==== Records for processing ====

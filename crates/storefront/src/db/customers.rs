//! Customer accounts.

use sqlx::PgPool;
use tracing::instrument;

use jouwwinkel_core::models::{Customer, ShippingAddress};
use jouwwinkel_core::{CustomerId, Email};

use super::{RepositoryError, conflict_on_unique};

macro_rules! customer_select {
    () => {
        "SELECT id, email, full_name, phone, street, postal_code, city, country, created_at, updated_at \
         FROM shop.customer"
    };
}

/// Profile fields a customer may edit.
#[derive(Debug, Clone, Default)]
pub struct ProfileUpdate {
    pub full_name: String,
    pub phone: String,
    pub street: String,
    pub postal_code: String,
    pub city: String,
    pub country: String,
}

impl From<&ShippingAddress> for ProfileUpdate {
    fn from(address: &ShippingAddress) -> Self {
        Self {
            full_name: address.full_name.clone(),
            phone: address.phone.clone(),
            street: address.street.clone(),
            postal_code: address.postal_code.clone(),
            city: address.city.clone(),
            country: address.country.clone(),
        }
    }
}

/// Repository for customer accounts.
pub struct CustomerRepository<'a> {
    pool: &'a PgPool,
}

impl<'a> CustomerRepository<'a> {
    /// Create a new customer repository.
    #[must_use]
    pub const fn new(pool: &'a PgPool) -> Self {
        Self { pool }
    }

    /// Get a customer by ID.
    ///
    /// # Errors
    ///
    /// Returns `RepositoryError::Database` if the query fails.
    pub async fn get_by_id(&self, id: CustomerId) -> Result<Option<Customer>, RepositoryError> {
        let row = sqlx::query_as::<_, Customer>(concat!(customer_select!(), " WHERE id = $1"))
            .bind(id)
            .fetch_optional(self.pool)
            .await?;
        Ok(row)
    }

    /// Get a customer by email address.
    ///
    /// # Errors
    ///
    /// Returns `RepositoryError::Database` if the query fails.
    pub async fn get_by_email(&self, email: &Email) -> Result<Option<Customer>, RepositoryError> {
        let row = sqlx::query_as::<_, Customer>(concat!(customer_select!(), " WHERE email = $1"))
            .bind(email)
            .fetch_optional(self.pool)
            .await?;
        Ok(row)
    }

    /// Create a customer together with their password hash.
    ///
    /// # Errors
    ///
    /// Returns `RepositoryError::Conflict` if the email already exists.
    /// Returns `RepositoryError::Database` for other database errors.
    #[instrument(skip(self, password_hash), fields(email = %email))]
    pub async fn create_with_password(
        &self,
        email: &Email,
        full_name: &str,
        password_hash: &str,
    ) -> Result<Customer, RepositoryError> {
        let mut tx = self.pool.begin().await?;

        let customer = sqlx::query_as::<_, Customer>(
            "INSERT INTO shop.customer (email, full_name) VALUES ($1, $2) \
             RETURNING id, email, full_name, phone, street, postal_code, city, country, created_at, updated_at",
        )
        .bind(email)
        .bind(full_name)
        .fetch_one(&mut *tx)
        .await
        .map_err(|e| conflict_on_unique(e, "email already exists"))?;

        sqlx::query("INSERT INTO shop.customer_password (customer_id, password_hash) VALUES ($1, $2)")
            .bind(customer.id)
            .bind(password_hash)
            .execute(&mut *tx)
            .await?;

        tx.commit().await?;
        Ok(customer)
    }

    /// Get a customer and their password hash by email.
    ///
    /// Returns `None` if the customer doesn't exist or has no password set.
    ///
    /// # Errors
    ///
    /// Returns `RepositoryError::Database` if the query fails.
    pub async fn get_password_hash(
        &self,
        email: &Email,
    ) -> Result<Option<(Customer, String)>, RepositoryError> {
        let Some(customer) = self.get_by_email(email).await? else {
            return Ok(None);
        };

        let hash: Option<String> =
            sqlx::query_scalar("SELECT password_hash FROM shop.customer_password WHERE customer_id = $1")
                .bind(customer.id)
                .fetch_optional(self.pool)
                .await?;

        Ok(hash.map(|h| (customer, h)))
    }

    /// Save the profile and default shipping address.
    ///
    /// # Errors
    ///
    /// Returns `RepositoryError::NotFound` if the customer doesn't exist.
    /// Returns `RepositoryError::Database` for other database errors.
    #[instrument(skip(self, update))]
    pub async fn update_profile(
        &self,
        id: CustomerId,
        update: &ProfileUpdate,
    ) -> Result<Customer, RepositoryError> {
        let row = sqlx::query_as::<_, Customer>(
            "UPDATE shop.customer SET full_name = $2, phone = $3, street = $4, postal_code = $5, \
             city = $6, country = $7, updated_at = NOW() WHERE id = $1 \
             RETURNING id, email, full_name, phone, street, postal_code, city, country, created_at, updated_at",
        )
        .bind(id)
        .bind(&update.full_name)
        .bind(&update.phone)
        .bind(&update.street)
        .bind(&update.postal_code)
        .bind(&update.city)
        .bind(&update.country)
        .fetch_optional(self.pool)
        .await?;

        row.ok_or(RepositoryError::NotFound)
    }
}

====

• Exercise requirements: Each line that includes the string "fields" should be copied from the data.

• Solution to this problem:
/// Profile fields a customer may edit.
    #[instrument(skip(self, password_hash), fields(email = %email))]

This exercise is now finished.